Leonardo Uribe resolved MYFACES-3877.
-------------------------------------

       Resolution: Fixed
    Fix Version/s: 2.2.3

> Add @ListenerFor(systemEventClass = PostRestoreStateEvent.class) causes StackOverflowException on MyFaces 2.2
> -------------------------------------------------------------------------------------------------------------
>
>                 Key: MYFACES-3877
>                 URL: https://issues.apache.org/jira/browse/MYFACES-3877
>             Project: MyFaces Core
>          Issue Type: Bug
>          Components: JSR-344
>    Affects Versions: 2.2.2
>            Reporter: Leonardo Uribe
>            Assignee: Leonardo Uribe
>             Fix For: 2.2.3
>
>
> From MyFaces users list Oleg Varaksin:
> Hello MyFaces team,
> We get a StackOverflowError since MyFaces 2.x. The stack trace is shown here http://forum.primefaces.org/viewtopic.php?f=14&t=36999
> The problem: Wenn we call super.processEvent(event) in the processEvent() of a custom component, we get a recursion which ends in StackOverflowError.
> @Override
> public void processEvent(ComponentSystemEvent event) throws AbortProcessingException {
>     super.processEvent(event);
>     ...
> }
> The call super.processEvent(event) is necessary because e.g. Mojarra executes there some important code. But if we look at processEvent() in the MyFaces' UIComponent, it iterates over all listeners for processEvent() and invokes them. That means, processEvent() of the custom component is invoked again. Does it work as designed or a is it a bug?

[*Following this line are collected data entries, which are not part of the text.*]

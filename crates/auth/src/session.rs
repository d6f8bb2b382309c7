//! Login-flow state: pending authorization requests, browser sessions, and
//! the authorized clients (tokens) obtained for each principal.
//!
//! Everything is process-local and lost on restart.

use std::collections::HashMap;

use chrono::{DateTime, Duration, Utc};
use serde_json::{Map, Value};
use thiserror::Error;
use tokio::sync::RwLock;
use uuid::Uuid;

/// How long a started login may take before its `state` is no longer accepted.
pub const PENDING_AUTHORIZATION_TTL_SECS: i64 = 600;

/// Lifetime of a browser session after login.
pub const SESSION_TTL_SECS: i64 = 1800;

fn random_id() -> String {
    Uuid::new_v4().simple().to_string()
}

/// Tokens and identity negotiated for a principal at one registration.
#[derive(Debug, Clone, PartialEq)]
pub struct SessionTokens {
    pub access_token: String,
    pub id_token: Option<String>,
    pub expires_at: Option<DateTime<Utc>>,
    /// Identity claims (id token, or userinfo when no id token was issued).
    pub claims: Map<String, Value>,
}

#[derive(Debug, Error, Clone, PartialEq, Eq)]
pub enum SessionError {
    #[error("no authorized client for principal {principal} at registration {registration}")]
    NoAuthorizedClient {
        registration: String,
        principal: String,
    },
}

/// Authorized clients keyed by (registration id, principal name).
#[derive(Debug, Default)]
pub struct AuthorizedClientStore {
    inner: RwLock<HashMap<(String, String), SessionTokens>>,
}

impl AuthorizedClientStore {
    pub fn new() -> Self {
        Self::default()
    }

    pub async fn save(&self, registration_id: &str, principal_name: &str, tokens: SessionTokens) {
        self.inner
            .write()
            .await
            .insert((registration_id.to_string(), principal_name.to_string()), tokens);
    }

    /// Tokens for the principal's login at `registration_id`.
    pub async fn resolve_session(
        &self,
        registration_id: &str,
        principal_name: &str,
    ) -> Result<SessionTokens, SessionError> {
        self.inner
            .read()
            .await
            .get(&(registration_id.to_string(), principal_name.to_string()))
            .cloned()
            .ok_or_else(|| SessionError::NoAuthorizedClient {
                registration: registration_id.to_string(),
                principal: principal_name.to_string(),
            })
    }

    pub async fn remove(&self, registration_id: &str, principal_name: &str) -> Option<SessionTokens> {
        self.inner
            .write()
            .await
            .remove(&(registration_id.to_string(), principal_name.to_string()))
    }
}

/// A login the browser started but has not finished.
#[derive(Debug, Clone, PartialEq, Eq)]
pub struct PendingAuthorization {
    pub registration_id: String,
    pub state: String,
    pub nonce: String,
    pub created_at: DateTime<Utc>,
}

impl PendingAuthorization {
    pub fn is_expired(&self, now: DateTime<Utc>) -> bool {
        now - self.created_at >= Duration::seconds(PENDING_AUTHORIZATION_TTL_SECS)
    }
}

/// An authenticated browser session.
#[derive(Debug, Clone, PartialEq)]
pub struct LoginSession {
    pub id: String,
    pub registration_id: String,
    pub principal_name: String,
    pub claims: Map<String, Value>,
    pub created_at: DateTime<Utc>,
}

impl LoginSession {
    pub fn is_expired(&self, now: DateTime<Utc>) -> bool {
        now - self.created_at >= Duration::seconds(SESSION_TTL_SECS)
    }
}

/// Browser-facing session registry; ids are handed out as cookie values.
///
/// Expired entries are swept out whenever a new one is inserted, so abandoned
/// logins and sessions never accumulate past one TTL.
#[derive(Debug, Default)]
pub struct SessionStore {
    pending: RwLock<HashMap<String, PendingAuthorization>>,
    sessions: RwLock<HashMap<String, LoginSession>>,
}

impl SessionStore {
    pub fn new() -> Self {
        Self::default()
    }

    /// Remember a started login; returns the binding id for the browser cookie.
    pub async fn begin_authorization(&self, pending: PendingAuthorization) -> String {
        let binding = random_id();
        let now = pending.created_at;
        let mut map = self.pending.write().await;
        map.retain(|_, p| !p.is_expired(now));
        map.insert(binding.clone(), pending);
        binding
    }

    /// Consume the pending login bound to `binding` if `state` matches.
    ///
    /// The entry is removed whether or not the state matches, so a state value
    /// can be presented at most once.
    pub async fn complete_authorization(
        &self,
        binding: &str,
        state: &str,
        now: DateTime<Utc>,
    ) -> Option<PendingAuthorization> {
        let pending = self.pending.write().await.remove(binding)?;
        (!pending.is_expired(now) && pending.state == state).then_some(pending)
    }

    pub async fn create_session(
        &self,
        registration_id: &str,
        principal_name: &str,
        claims: Map<String, Value>,
        now: DateTime<Utc>,
    ) -> LoginSession {
        let session = LoginSession {
            id: random_id(),
            registration_id: registration_id.to_string(),
            principal_name: principal_name.to_string(),
            claims,
            created_at: now,
        };
        let mut map = self.sessions.write().await;
        map.retain(|_, s| !s.is_expired(now));
        map.insert(session.id.clone(), session.clone());
        session
    }

    /// Live session for `id`; expired sessions are dropped on lookup.
    pub async fn session(&self, id: &str, now: DateTime<Utc>) -> Option<LoginSession> {
        let found = self.sessions.read().await.get(id).cloned()?;
        if found.is_expired(now) {
            self.sessions.write().await.remove(id);
            return None;
        }
        Some(found)
    }

    pub async fn end_session(&self, id: &str) -> Option<LoginSession> {
        self.sessions.write().await.remove(id)
    }
}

> It was working before MyFaces 2.x and it works for all Mojarra versions.
> Thanks in advance.
> The problem was caused by this line:
> @ListenerFor(systemEventClass = PostRestoreStateEvent.class)

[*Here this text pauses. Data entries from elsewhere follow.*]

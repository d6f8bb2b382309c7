//! Shared per-process services handed to handlers and the security boundary.

use std::sync::Arc;
use std::time::Duration;

use anyhow::Context;

use keyroster_auth::{
    AuthorizedClientStore, ClientRegistration, Hs256JwtValidator, JwksClient, JwksJwtValidator,
    JwtValidator, OAuth2Client, ProviderMetadata, SessionStore,
};
use keyroster_employees::{EmployeeStore, InMemoryEmployeeStore};

use crate::config::{AppConfig, ConfigError};

/// Timeout for every call to the identity provider.
const PROVIDER_TIMEOUT: Duration = Duration::from_secs(10);

pub struct AppServices {
    pub employees: Arc<dyn EmployeeStore>,
    pub oauth: OAuth2Client,
    /// Bearer tokens on protected routes.
    pub jwt: Arc<dyn JwtValidator>,
    /// Id tokens returned by the login flow; always the provider's keys.
    pub id_tokens: JwksJwtValidator,
    pub sessions: SessionStore,
    pub authorized_clients: AuthorizedClientStore,
}

impl AppServices {
    /// Services around a fresh, empty employee store.
    pub fn new(oauth: OAuth2Client, jwt: Arc<dyn JwtValidator>, id_tokens: JwksJwtValidator) -> Self {
        Self {
            employees: Arc::new(InMemoryEmployeeStore::new()),
            oauth,
            jwt,
            id_tokens,
            sessions: SessionStore::new(),
            authorized_clients: AuthorizedClientStore::new(),
        }
    }

    pub fn registration_id(&self) -> &str {
        &self.oauth.registration().registration_id
    }
}

/// Resolve provider endpoints: discovery when an issuer is configured, with
/// explicit endpoint settings taking precedence.
pub async fn resolve_provider(
    http: &reqwest::Client,
    config: &AppConfig,
) -> anyhow::Result<ProviderMetadata> {
    let overrides = &config.endpoints;

    let discovered = match &config.issuer_uri {
        Some(issuer) if !overrides.is_complete() => Some(
            ProviderMetadata::discover(http, issuer)
                .await
                .context("identity provider discovery failed")?,
        ),
        _ => None,
    };

    let pick = |explicit: &Option<String>, found: Option<&String>, key: &'static str| {
        explicit
            .clone()
            .or_else(|| found.cloned())
            .ok_or(ConfigError::Missing(key))
    };

    Ok(ProviderMetadata {
        issuer: config
            .issuer_uri
            .clone()
            .or_else(|| discovered.as_ref().map(|d| d.issuer.clone()))
            .unwrap_or_default(),
        authorization_endpoint: pick(
            &overrides.authorization_uri,
            discovered.as_ref().map(|d| &d.authorization_endpoint),
            "OAUTH2_AUTHORIZATION_URI",
        )?,
        token_endpoint: pick(
            &overrides.token_uri,
            discovered.as_ref().map(|d| &d.token_endpoint),
            "OAUTH2_TOKEN_URI",
        )?,
        jwks_uri: pick(
            &overrides.jwk_set_uri,
            discovered.as_ref().map(|d| &d.jwks_uri),
            "OAUTH2_JWK_SET_URI",
        )?,
        userinfo_endpoint: overrides
            .user_info_uri
            .clone()
            .or_else(|| discovered.as_ref().and_then(|d| d.userinfo_endpoint.clone())),
    })
}

pub async fn build_services(config: &AppConfig) -> anyhow::Result<AppServices> {
    let http = reqwest::Client::builder()
        .timeout(PROVIDER_TIMEOUT)
        .build()
        .context("failed to build HTTP client")?;

    let provider = resolve_provider(&http, config).await?;
    let issuer = (!provider.issuer.is_empty()).then(|| provider.issuer.clone());

    let jwks = JwksClient::new(&provider.jwks_uri, http.clone());

    let id_tokens = JwksJwtValidator::new(jwks.clone()).with_audience(config.client_id.clone());
    let id_tokens = match &issuer {
        Some(iss) => id_tokens.with_issuer(iss.clone()),
        None => id_tokens,
    };

    let jwt: Arc<dyn JwtValidator> = match &config.jwt_secret {
        Some(secret) => {
            let validator = Hs256JwtValidator::new(secret);
            Arc::new(match &issuer {
                Some(iss) => validator.with_issuer(iss.clone()),
                None => validator,
            })
        }
        None => {
            let validator = JwksJwtValidator::new(jwks);
            Arc::new(match &issuer {
                Some(iss) => validator.with_issuer(iss.clone()),
                None => validator,
            })
        }
    };

    let registration = ClientRegistration {
        registration_id: config.registration_id.clone(),
        client_id: config.client_id.clone(),
        client_secret: config.client_secret.clone(),
        redirect_uri: config.redirect_uri.clone(),
        scopes: config.scopes.clone(),
        provider,
    };

    tracing::info!(
        registration = %registration.registration_id,
        client_id = %registration.client_id,
        jwks = config.jwt_secret.is_none(),
        "identity provider client configured"
    );

    Ok(AppServices::new(
        OAuth2Client::new(registration, http),
        jwt,
        id_tokens,
    ))
}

> The line is not necessary, because all components are already subscribed to the event by default.
> The code we have in MyFaces is correct from spec perspective. See:
> https://java.net/jira/browse/JAVASERVERFACES_SPEC_PUBLIC-1061
> But a simple check in this part can help to avoid the exception and keep running code that comes from 2.0/2.1. In fact, in 2.0/2.1 the offending line has no effect, but the problem was caused because MyFaces handles the case. It is recommended to remove the offending line from the users code anyway.